>>>

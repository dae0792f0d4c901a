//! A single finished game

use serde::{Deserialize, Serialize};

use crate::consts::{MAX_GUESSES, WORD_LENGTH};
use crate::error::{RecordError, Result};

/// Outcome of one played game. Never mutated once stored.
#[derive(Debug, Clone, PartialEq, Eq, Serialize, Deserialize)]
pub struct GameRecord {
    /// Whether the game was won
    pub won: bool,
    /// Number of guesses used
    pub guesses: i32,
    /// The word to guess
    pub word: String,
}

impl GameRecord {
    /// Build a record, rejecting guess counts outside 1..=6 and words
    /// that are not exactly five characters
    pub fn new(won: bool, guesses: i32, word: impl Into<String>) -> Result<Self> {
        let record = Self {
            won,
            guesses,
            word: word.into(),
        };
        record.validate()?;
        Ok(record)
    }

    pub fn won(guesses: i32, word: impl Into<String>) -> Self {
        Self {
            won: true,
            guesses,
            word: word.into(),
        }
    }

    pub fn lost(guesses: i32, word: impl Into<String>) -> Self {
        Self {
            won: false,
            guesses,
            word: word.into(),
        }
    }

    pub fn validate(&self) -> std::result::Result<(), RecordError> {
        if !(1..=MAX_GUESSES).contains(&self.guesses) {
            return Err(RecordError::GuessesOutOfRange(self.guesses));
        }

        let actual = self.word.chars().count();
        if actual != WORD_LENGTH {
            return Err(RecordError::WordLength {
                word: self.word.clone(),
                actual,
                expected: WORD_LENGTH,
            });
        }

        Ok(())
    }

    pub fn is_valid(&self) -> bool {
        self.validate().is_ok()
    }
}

<<<
>>>

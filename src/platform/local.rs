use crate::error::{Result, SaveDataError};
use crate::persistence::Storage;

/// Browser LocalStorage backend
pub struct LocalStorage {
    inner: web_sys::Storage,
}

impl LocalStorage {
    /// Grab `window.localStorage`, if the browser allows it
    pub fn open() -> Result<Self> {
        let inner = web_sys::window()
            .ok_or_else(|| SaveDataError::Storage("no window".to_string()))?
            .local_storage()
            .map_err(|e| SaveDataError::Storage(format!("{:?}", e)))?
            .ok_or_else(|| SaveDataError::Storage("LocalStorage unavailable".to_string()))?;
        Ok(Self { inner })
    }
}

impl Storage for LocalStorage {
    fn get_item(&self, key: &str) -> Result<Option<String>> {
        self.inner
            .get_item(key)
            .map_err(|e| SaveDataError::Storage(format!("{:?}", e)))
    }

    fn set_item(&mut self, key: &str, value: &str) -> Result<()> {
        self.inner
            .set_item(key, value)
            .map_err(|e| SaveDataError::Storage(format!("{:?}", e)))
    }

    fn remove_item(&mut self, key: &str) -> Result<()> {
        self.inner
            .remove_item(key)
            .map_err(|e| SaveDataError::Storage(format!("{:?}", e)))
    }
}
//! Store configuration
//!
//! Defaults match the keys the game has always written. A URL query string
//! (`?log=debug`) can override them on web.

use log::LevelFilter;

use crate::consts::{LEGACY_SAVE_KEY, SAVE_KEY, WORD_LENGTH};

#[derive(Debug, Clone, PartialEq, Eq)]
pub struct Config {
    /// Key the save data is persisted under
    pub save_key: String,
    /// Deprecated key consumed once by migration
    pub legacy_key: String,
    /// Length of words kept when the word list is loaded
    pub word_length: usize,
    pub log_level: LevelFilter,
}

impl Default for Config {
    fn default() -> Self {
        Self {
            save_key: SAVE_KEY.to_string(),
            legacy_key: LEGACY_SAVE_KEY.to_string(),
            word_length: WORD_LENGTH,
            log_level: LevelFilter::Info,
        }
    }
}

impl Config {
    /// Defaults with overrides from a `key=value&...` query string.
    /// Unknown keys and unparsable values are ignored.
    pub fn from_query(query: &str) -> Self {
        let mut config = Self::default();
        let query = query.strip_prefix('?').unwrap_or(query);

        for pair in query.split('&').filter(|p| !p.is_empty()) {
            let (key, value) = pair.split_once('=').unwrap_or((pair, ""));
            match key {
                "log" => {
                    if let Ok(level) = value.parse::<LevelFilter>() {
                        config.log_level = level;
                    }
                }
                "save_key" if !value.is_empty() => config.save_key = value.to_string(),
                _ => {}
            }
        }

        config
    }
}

<<<

* Aim of the exercise
Scan the records above for the string "PartialEq", and copy every line where it turns up.

* Answer below
#[derive(Debug, Clone, PartialEq, Eq, Serialize, Deserialize)]
#[derive(Debug, Clone, PartialEq, Eq)]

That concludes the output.